GIVEN ENTRIES ::
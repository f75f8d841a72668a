// Seeded k-means: k-means++ seeding followed by Lloyd iterations.

use rand::rngs::StdRng;
use rand::{Rng, SeedableRng};

use super::{squared_distance, ClusterError};

/// Lloyd iterations stop after this many rounds even if centroids still move.
const MAX_ITERATIONS: usize = 300;

/// Convergence threshold on total squared centroid shift, relative to the
/// mean per-feature variance of the data.
const RELATIVE_TOLERANCE: f64 = 1e-4;

/// Result of a k-means fit.
#[derive(Debug, Clone, PartialEq)]
pub struct KMeansFit {
    pub labels: Vec<usize>,
    pub centroids: Vec<Vec<f64>>,
    pub inertia: f64,
    pub iterations: usize,
}

/// Partition `data` into `k` clusters. Identical inputs and seed always give
/// identical labels.
pub fn fit(data: &[Vec<f64>], k: usize, seed: u64) -> Result<KMeansFit, ClusterError> {
    if data.is_empty() {
        return Err(ClusterError::EmptyFeatures);
    }
    if k == 0 {
        return Err(ClusterError::NoClusters);
    }
    if data.len() < k {
        return Err(ClusterError::TooFewPitchers {
            pitchers: data.len(),
            clusters: k,
        });
    }

    let mut rng = StdRng::seed_from_u64(seed);
    let mut centroids = seed_centroids(data, k, &mut rng);
    let tolerance = RELATIVE_TOLERANCE * mean_variance(data);

    let mut labels = vec![0usize; data.len()];
    let mut iterations = 0;

    for _ in 0..MAX_ITERATIONS {
        iterations += 1;
        for (label, point) in labels.iter_mut().zip(data) {
            *label = nearest(point, &centroids, *label).0;
        }

        let mut updated = recompute_centroids(data, &labels, k);
        relocate_empty_clusters(data, &mut labels, &mut updated);

        let shift: f64 = centroids
            .iter()
            .zip(&updated)
            .map(|(old, new)| squared_distance(old, new))
            .sum();
        centroids = updated;
        if shift <= tolerance {
            break;
        }
    }

    // Final assignment against the settled centroids.
    let mut inertia = 0.0;
    for (label, point) in labels.iter_mut().zip(data) {
        let (best, dist) = nearest(point, &centroids, *label);
        *label = best;
        inertia += dist;
    }

    Ok(KMeansFit {
        labels,
        centroids,
        inertia,
        iterations,
    })
}

/// k-means++: first centroid uniformly at random, then each next one sampled
/// with probability proportional to its squared distance from the closest
/// centroid chosen so far.
fn seed_centroids(data: &[Vec<f64>], k: usize, rng: &mut StdRng) -> Vec<Vec<f64>> {
    let mut centroids = Vec::with_capacity(k);
    centroids.push(data[rng.random_range(0..data.len())].clone());

    let mut closest: Vec<f64> = data
        .iter()
        .map(|p| squared_distance(p, &centroids[0]))
        .collect();

    while centroids.len() < k {
        let total: f64 = closest.iter().sum();
        let chosen = if total <= 0.0 {
            // All remaining points coincide with a centroid; take the first
            // point not already used.
            (0..data.len())
                .find(|i| !centroids.iter().any(|c| c == &data[*i]))
                .unwrap_or(0)
        } else {
            let mut target = rng.random::<f64>() * total;
            let mut pick = data.len() - 1;
            for (i, d) in closest.iter().enumerate() {
                if target < *d {
                    pick = i;
                    break;
                }
                target -= d;
            }
            pick
        };

        let centroid = data[chosen].clone();
        for (c, p) in closest.iter_mut().zip(data) {
            *c = c.min(squared_distance(p, &centroid));
        }
        centroids.push(centroid);
    }
    centroids
}

/// Index of and squared distance to the closest centroid. A tie keeps the
/// point in `current`, otherwise goes to the lower index.
fn nearest(point: &[f64], centroids: &[Vec<f64>], current: usize) -> (usize, f64) {
    let mut best = (0, f64::INFINITY);
    for (i, c) in centroids.iter().enumerate() {
        let d = squared_distance(point, c);
        if d < best.1 {
            best = (i, d);
        }
    }
    if let Some(c) = centroids.get(current) {
        if squared_distance(point, c) <= best.1 {
            return (current, best.1);
        }
    }
    best
}

fn recompute_centroids(data: &[Vec<f64>], labels: &[usize], k: usize) -> Vec<Vec<f64>> {
    let dims = data[0].len();
    let mut sums = vec![vec![0.0; dims]; k];
    let mut counts = vec![0usize; k];
    for (point, &label) in data.iter().zip(labels) {
        counts[label] += 1;
        for (s, v) in sums[label].iter_mut().zip(point) {
            *s += v;
        }
    }
    for (sum, count) in sums.iter_mut().zip(&counts) {
        if *count > 0 {
            for s in sum.iter_mut() {
                *s /= *count as f64;
            }
        } else {
            // Marked empty; filled by relocate_empty_clusters.
            sum.iter_mut().for_each(|s| *s = f64::NAN);
        }
    }
    sums
}

/// Give each empty cluster the point farthest from its current centroid.
fn relocate_empty_clusters(data: &[Vec<f64>], labels: &mut [usize], centroids: &mut [Vec<f64>]) {
    for empty in 0..centroids.len() {
        if !centroids[empty].iter().any(|v| v.is_nan()) {
            continue;
        }
        let farthest = data
            .iter()
            .zip(labels.iter())
            .enumerate()
            .filter(|(_, (_, label))| !centroids[**label].iter().any(|v| v.is_nan()))
            .map(|(i, (p, &label))| (i, squared_distance(p, &centroids[label])))
            .max_by(|a, b| a.1.total_cmp(&b.1).then(b.0.cmp(&a.0)));
        let Some((idx, _)) = farthest else {
            continue;
        };
        centroids[empty] = data[idx].clone();
        labels[idx] = empty;
    }
}

fn mean_variance(data: &[Vec<f64>]) -> f64 {
    let dims = data[0].len();
    if dims == 0 {
        return 0.0;
    }
    let n = data.len() as f64;
    let total: f64 = (0..dims)
        .map(|j| {
            let mean = data.iter().map(|r| r[j]).sum::<f64>() / n;
            data.iter().map(|r| (r[j] - mean).powi(2)).sum::<f64>() / n
        })
        .sum();
    total / dims as f64
}

#[cfg(test)]
mod tests {
    use super::*;

    fn blobs() -> Vec<Vec<f64>> {
        let mut data = Vec::new();
        for (cx, cy) in [(0.0, 0.0), (10.0, 10.0), (-10.0, 10.0)] {
            for i in 0..5 {
                let offset = i as f64 * 0.1;
                data.push(vec![cx + offset, cy - offset]);
            }
        }
        data
    }

    #[test]
    fn separates_well_spaced_blobs() {
        let data = blobs();
        let fit = fit(&data, 3, 42).unwrap();
        for blob in 0..3 {
            let label = fit.labels[blob * 5];
            assert!(fit.labels[blob * 5..blob * 5 + 5].iter().all(|l| *l == label));
        }
        let mut distinct = fit.labels.clone();
        distinct.sort();
        distinct.dedup();
        assert_eq!(distinct.len(), 3);
    }

    #[test]
    fn same_seed_same_labels() {
        let data = blobs();
        assert_eq!(fit(&data, 3, 7).unwrap(), fit(&data, 3, 7).unwrap());
    }

    #[test]
    fn every_cluster_is_used() {
        // Duplicate points would starve naive seeding.
        let data = vec![vec![1.0], vec![1.0], vec![1.0], vec![5.0]];
        let fit = fit(&data, 3, 1).unwrap();
        for c in 0..3 {
            assert!(fit.labels.contains(&c), "cluster {c} unused: {:?}", fit.labels);
        }
    }

    #[test]
    fn fewer_points_than_clusters_is_an_error() {
        let err = fit(&[vec![1.0], vec![2.0]], 3, 42).unwrap_err();
        assert!(matches!(
            err,
            ClusterError::TooFewPitchers {
                pitchers: 2,
                clusters: 3
            }
        ));
    }

    #[test]
    fn zero_clusters_is_an_error() {
        let err = fit(&[vec![1.0], vec![2.0]], 0, 42).unwrap_err();
        assert!(matches!(err, ClusterError::NoClusters));
    }

    #[test]
    fn empty_data_is_an_error() {
        assert!(matches!(fit(&[], 2, 42), Err(ClusterError::EmptyFeatures)));
    }

    #[test]
    fn inertia_is_zero_when_each_point_is_a_centroid() {
        let data = vec![vec![0.0], vec![3.0], vec![9.0]];
        let fit = fit(&data, 3, 42).unwrap();
        assert_eq!(fit.inertia, 0.0);
    }
}
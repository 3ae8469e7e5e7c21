//! End-to-end replay driver tests against a recording mock transport.

use std::io::Cursor;
use std::time::{Duration, Instant};

use canreplay_core::log::HEADER_LINES;
use canreplay_core::replay::{CancelToken, ReplayDriver, ReplayError, ReplayOutcome, OVERHEAD};
use canreplay_core::transport::{FrameSink, TransportError};

/// Mock transport recording every call with its wall-clock instant.
struct MockSink {
    sent: Vec<(u32, Vec<u8>, Instant)>,
    opens: usize,
    closes: usize,
    fail_open: bool,
    /// 1-based send index that fails fatally
    fatal_on_send: Option<usize>,
    /// 1-based send index that fails recoverably
    reject_on_send: Option<usize>,
    attempted: usize,
}

impl MockSink {
    fn new() -> Self {
        Self {
            sent: Vec::new(),
            opens: 0,
            closes: 0,
            fail_open: false,
            fatal_on_send: None,
            reject_on_send: None,
            attempted: 0,
        }
    }

    fn sent_ids(&self) -> Vec<u32> {
        self.sent.iter().map(|(id, _, _)| *id).collect()
    }
}

impl FrameSink for MockSink {
    fn open(&mut self) -> Result<(), TransportError> {
        if self.fail_open {
            return Err(TransportError::Open {
                port: "/dev/ttyACM9".into(),
                reason: "No such file or directory".into(),
            });
        }
        self.opens += 1;
        Ok(())
    }

    fn send(
        &mut self,
        record: &canreplay_core::log::LogRecord,
    ) -> Result<(), TransportError> {
        self.attempted += 1;
        if self.fatal_on_send == Some(self.attempted) {
            return Err(TransportError::Fatal("device disappeared".into()));
        }
        if self.reject_on_send == Some(self.attempted) {
            return Err(TransportError::Send("adapter overrun".into()));
        }
        self.sent
            .push((record.arbitration_id, record.data.clone(), Instant::now()));
        Ok(())
    }

    fn close(&mut self) {
        self.closes += 1;
    }
}

/// Build a log: 8 preamble lines then one row per (time, id, data).
fn log_with_rows(rows: &[&str]) -> Cursor<String> {
    let mut body = String::new();
    for _ in 0..HEADER_LINES {
        body.push_str("preamble\n");
    }
    for row in rows {
        body.push_str(row);
        body.push('\n');
    }
    Cursor::new(body)
}

fn row(time: f64, id: u32, data: &[u8]) -> String {
    let mut fields = vec![
        format!("{:.6}", time),
        "0".to_string(),
        format!("{:X}", id),
        "0".to_string(),
        format!("{:X}", data.len()),
    ];
    for i in 0..8 {
        fields.push(
            data.get(i)
                .map(|b| format!("{:02X}", b))
                .unwrap_or_default(),
        );
    }
    fields.push("1".to_string());
    fields.push("2023-10-01".to_string());
    fields.join(",")
}

#[test]
fn sends_in_row_order_with_paced_gaps() {
    let rows = [
        row(0.0, 0x123, &[0x01, 0x02, 0x03, 0x04, 0x05, 0x06, 0x07, 0x08]),
        row(0.25, 0x200, &[0xAA]),
        row(0.30, 0x300, &[0xBB]),
    ];
    let refs: Vec<&str> = rows.iter().map(String::as_str).collect();

    let mut sink = MockSink::new();
    let summary = ReplayDriver::new(&mut sink, CancelToken::new())
        .run(log_with_rows(&refs))
        .unwrap();

    assert_eq!(summary.outcome, ReplayOutcome::Completed);
    assert_eq!(summary.frames_sent, 3);
    assert_eq!(summary.frames_rejected, 0);
    assert_eq!(sink.sent_ids(), vec![0x123, 0x200, 0x300]);
    assert_eq!(sink.closes, 1);

    // Measured gap between sends tracks the log gap minus OVERHEAD.
    // Generous upper tolerance: CI schedulers oversleep, never undersleep.
    let gap = sink.sent[1].2 - sink.sent[0].2;
    let expected = Duration::from_millis(250) - OVERHEAD;
    assert!(gap >= expected, "gap {:?} shorter than {:?}", gap, expected);
    assert!(
        gap <= expected + Duration::from_millis(100),
        "gap {:?} far beyond {:?}",
        gap,
        expected
    );
}

#[test]
fn identical_timestamps_produce_zero_wait() {
    let rows = [
        row(1.0, 0x100, &[0x01]),
        row(1.0, 0x101, &[0x02]),
        row(1.0, 0x102, &[0x03]),
    ];
    let refs: Vec<&str> = rows.iter().map(String::as_str).collect();

    let mut sink = MockSink::new();
    let start = Instant::now();
    let summary = ReplayDriver::new(&mut sink, CancelToken::new())
        .run(log_with_rows(&refs))
        .unwrap();

    assert_eq!(summary.frames_sent, 3);
    assert!(
        start.elapsed() < Duration::from_millis(100),
        "zero-gap rows should not stall"
    );
}

#[test]
fn malformed_row_is_skipped_without_send() {
    let rows = [
        row(0.0, 0x100, &[0x01]),
        "0.1,0,123,0,2,FF,GG,,,,,,,1,2023-10-01".to_string(), // non-hex byte
        row(0.01, 0x102, &[0x03]),
    ];
    let refs: Vec<&str> = rows.iter().map(String::as_str).collect();

    let mut sink = MockSink::new();
    let summary = ReplayDriver::new(&mut sink, CancelToken::new())
        .run(log_with_rows(&refs))
        .unwrap();

    assert_eq!(summary.frames_sent, 2);
    assert_eq!(summary.frames_rejected, 1);
    assert_eq!(sink.sent_ids(), vec![0x100, 0x102]);
}

#[test]
fn garbage_timestamps_are_skipped_not_fatal() {
    // "inf", "nan", and absurd magnitudes all parse as f64; none may
    // reach the pacing arithmetic or stall the stream.
    let rows = [
        row(0.0, 0x100, &[0x01]),
        "inf,0,123,0,1,FF,,,,,,,,1,2023-10-01".to_string(),
        "nan,0,123,0,1,FF,,,,,,,,1,2023-10-01".to_string(),
        "1e30,0,123,0,1,FF,,,,,,,,1,2023-10-01".to_string(),
        row(0.001, 0x104, &[0x05]),
    ];
    let refs: Vec<&str> = rows.iter().map(String::as_str).collect();

    let mut sink = MockSink::new();
    let start = Instant::now();
    let summary = ReplayDriver::new(&mut sink, CancelToken::new())
        .run(log_with_rows(&refs))
        .unwrap();

    assert_eq!(summary.outcome, ReplayOutcome::Completed);
    assert_eq!(summary.frames_sent, 2);
    assert_eq!(summary.frames_rejected, 3);
    assert_eq!(sink.sent_ids(), vec![0x100, 0x104]);
    assert_eq!(sink.closes, 1);
    assert!(
        start.elapsed() < Duration::from_secs(1),
        "garbage gaps must not be waited out, took {:?}",
        start.elapsed()
    );
}

#[test]
fn oversized_row_is_rejected_never_truncated() {
    let rows = [
        row(0.0, 0x100, &[0x01]),
        // 12 populated data fields: CAN-FD export row
        "0.1,0,123,0,C,01,02,03,04,05,06,07,08,09,0A,0B,0C,1,2023-10-01".to_string(),
    ];
    let refs: Vec<&str> = rows.iter().map(String::as_str).collect();

    let mut sink = MockSink::new();
    let summary = ReplayDriver::new(&mut sink, CancelToken::new())
        .run(log_with_rows(&refs))
        .unwrap();

    assert_eq!(summary.frames_sent, 1);
    assert_eq!(summary.frames_rejected, 1);
    // No truncated 8-byte ghost of the FD frame went out
    assert_eq!(sink.sent_ids(), vec![0x100]);
}

#[test]
fn recoverable_send_error_continues_stream() {
    let rows = [
        row(0.0, 0x100, &[0x01]),
        row(0.001, 0x101, &[0x02]),
        row(0.002, 0x102, &[0x03]),
    ];
    let refs: Vec<&str> = rows.iter().map(String::as_str).collect();

    let mut sink = MockSink::new();
    sink.reject_on_send = Some(2);
    let summary = ReplayDriver::new(&mut sink, CancelToken::new())
        .run(log_with_rows(&refs))
        .unwrap();

    assert_eq!(summary.outcome, ReplayOutcome::Completed);
    assert_eq!(summary.frames_sent, 2);
    assert_eq!(summary.frames_rejected, 1);
    assert_eq!(sink.sent_ids(), vec![0x100, 0x102]);
    assert_eq!(sink.closes, 1);
}

#[test]
fn fatal_send_error_aborts_with_partial_counts() {
    let rows = [
        row(0.0, 0x100, &[0x01]),
        row(0.001, 0x101, &[0x02]),
        row(0.002, 0x102, &[0x03]),
        row(0.003, 0x103, &[0x04]),
    ];
    let refs: Vec<&str> = rows.iter().map(String::as_str).collect();

    let mut sink = MockSink::new();
    sink.fatal_on_send = Some(3);
    let summary = ReplayDriver::new(&mut sink, CancelToken::new())
        .run(log_with_rows(&refs))
        .unwrap();

    assert_eq!(summary.outcome, ReplayOutcome::TransportFailed);
    assert!(!summary.succeeded());
    // Exactly the sends before the fatal one
    assert_eq!(summary.frames_sent, 2);
    assert_eq!(sink.sent_ids(), vec![0x100, 0x101]);
    // Close invoked exactly once on the abort path
    assert_eq!(sink.closes, 1);
}

#[test]
fn open_failure_reports_before_any_send() {
    let rows = [row(0.0, 0x100, &[0x01])];
    let refs: Vec<&str> = rows.iter().map(String::as_str).collect();

    let mut sink = MockSink::new();
    sink.fail_open = true;
    let err = ReplayDriver::new(&mut sink, CancelToken::new())
        .run(log_with_rows(&refs))
        .unwrap_err();

    assert!(matches!(
        err,
        ReplayError::Open(TransportError::Open { .. })
    ));
    assert_eq!(sink.attempted, 0);
    assert!(sink.sent.is_empty());
}

#[test]
fn cancellation_interrupts_the_pacing_wait() {
    let rows = [
        row(0.0, 0x100, &[0x01]),
        row(5.0, 0x101, &[0x02]), // five-second gap the wait must not serve out
    ];
    let refs: Vec<&str> = rows.iter().map(String::as_str).collect();

    let cancel = CancelToken::new();
    {
        let cancel = cancel.clone();
        std::thread::spawn(move || {
            std::thread::sleep(Duration::from_millis(50));
            cancel.cancel();
        });
    }

    let mut sink = MockSink::new();
    let start = Instant::now();
    let summary = ReplayDriver::new(&mut sink, cancel)
        .run(log_with_rows(&refs))
        .unwrap();

    assert_eq!(summary.outcome, ReplayOutcome::Cancelled);
    assert_eq!(summary.frames_sent, 1);
    assert!(
        start.elapsed() < Duration::from_secs(1),
        "cancellation should preempt the wait, took {:?}",
        start.elapsed()
    );
    assert_eq!(sink.closes, 1);
}

#[test]
fn empty_log_drains_cleanly() {
    let mut sink = MockSink::new();
    let summary = ReplayDriver::new(&mut sink, CancelToken::new())
        .run(log_with_rows(&[]))
        .unwrap();

    assert_eq!(summary.outcome, ReplayOutcome::Completed);
    assert_eq!(summary.frames_sent, 0);
    assert_eq!(summary.frames_rejected, 0);
    assert_eq!(sink.closes, 1);
}
//! SLCAN wire protocol
//!
//! ASCII protocol spoken by CAN232/CANable-style serial adapters.
//!
//! Frame formats:
//!   Standard: t<ID:3hex><DLC:1hex><DATA:2hex*DLC>\r
//!   Extended: T<ID:8hex><DLC:1hex><DATA:2hex*DLC>\r

use std::fmt::Write;

use crate::log::LogRecord;

/// Open the CAN channel
pub const CMD_OPEN: &[u8] = b"O\r";

/// Close the CAN channel
pub const CMD_CLOSE: &[u8] = b"C\r";

/// CAN232 `Sn` bitrate code for a bus bitrate, if the adapter table
/// defines one.
pub fn bitrate_code(bitrate: u32) -> Option<char> {
    match bitrate {
        10_000 => Some('0'),
        20_000 => Some('1'),
        50_000 => Some('2'),
        100_000 => Some('3'),
        125_000 => Some('4'),
        250_000 => Some('5'),
        500_000 => Some('6'),
        800_000 => Some('7'),
        1_000_000 => Some('8'),
        _ => None,
    }
}

/// Build the `Sn\r` bitrate setup command.
pub fn bitrate_command(code: char) -> Vec<u8> {
    format!("S{}\r", code).into_bytes()
}

/// Encode one record as an SLCAN data frame, trailing `\r` included.
///
/// Infallible: the parser guarantees the payload is at most 8 bytes and
/// the identifier fits 29 bits.
pub fn encode_frame(record: &LogRecord) -> Vec<u8> {
    let mut cmd = String::with_capacity(32);
    if record.is_extended() {
        let _ = write!(cmd, "T{:08X}", record.arbitration_id);
    } else {
        let _ = write!(cmd, "t{:03X}", record.arbitration_id);
    }
    let _ = write!(cmd, "{:X}", record.dlc());
    for byte in &record.data {
        let _ = write!(cmd, "{:02X}", byte);
    }
    cmd.push('\r');
    cmd.into_bytes()
}

#[cfg(test)]
mod tests {
    use super::*;
    use pretty_assertions::assert_eq;

    fn record(id: u32, data: Vec<u8>) -> LogRecord {
        LogRecord {
            capture_time: 0.0,
            channel: "0".into(),
            arbitration_id: id,
            data,
        }
    }

    #[test]
    fn test_encode_standard_frame() {
        let encoded = encode_frame(&record(0x123, vec![0x01, 0x02, 0x03]));
        assert_eq!(encoded, b"t1233010203\r");
    }

    #[test]
    fn test_encode_extended_frame() {
        let encoded = encode_frame(&record(0x1234_5678, vec![0xAA, 0xBB]));
        assert_eq!(encoded, b"T123456782AABB\r");
    }

    #[test]
    fn test_encode_empty_payload() {
        let encoded = encode_frame(&record(0x7FF, vec![]));
        assert_eq!(encoded, b"t7FF0\r");
    }

    #[test]
    fn test_bitrate_codes() {
        assert_eq!(bitrate_code(500_000), Some('6'));
        assert_eq!(bitrate_code(1_000_000), Some('8'));
        assert_eq!(bitrate_code(300_000), None);
        assert_eq!(bitrate_command('6'), b"S6\r");
    }
}
//! Parse errors

use thiserror::Error;

/// Errors produced while parsing one capture log row.
///
/// Both variants are per-record: the replay driver records them and
/// continues with the next line rather than aborting the stream.
#[derive(Error, Debug, Clone, PartialEq, Eq)]
pub enum ParseError {
    /// A field failed to decode (non-numeric timestamp, non-hex id or
    /// payload byte, short row).
    #[error("line {line}: malformed {field}: {value:?}")]
    Malformed {
        /// 1-based line number in the source file
        line: usize,
        /// Name of the offending field
        field: &'static str,
        /// Raw text of the offending field
        value: String,
    },

    /// More than 8 populated data fields: a CAN-FD frame, outside the
    /// CAN 2.0 replay target. Never silently truncated.
    #[error("line {line}: {count} data bytes exceed the CAN 2.0 limit of 8")]
    Oversized {
        /// 1-based line number in the source file
        line: usize,
        /// Number of populated data fields found
        count: usize,
    },
}

impl ParseError {
    /// The source line number this error refers to.
    pub fn line(&self) -> usize {
        match self {
            ParseError::Malformed { line, .. } => *line,
            ParseError::Oversized { line, .. } => *line,
        }
    }
}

DIRECTIONS :: In the reply, include exactly the lines from the beginning of the entries above through the line holding "const RELATIVE_TOLERANCE: f64 = 1e-4;", and nothing besides.

EXERCISE ANSWER ::
repository f75f8d841a72668a
// Seeded k-means: k-means++ seeding followed by Lloyd iterations.

use rand::rngs::StdRng;
use rand::{Rng, SeedableRng};

use super::{squared_distance, ClusterError};

/// Lloyd iterations stop after this many rounds even if centroids still move.
const MAX_ITERATIONS: usize = 300;

/// Convergence threshold on total squared centroid shift, relative to the
/// mean per-feature variance of the data.
const RELATIVE_TOLERANCE: f64 = 1e-4;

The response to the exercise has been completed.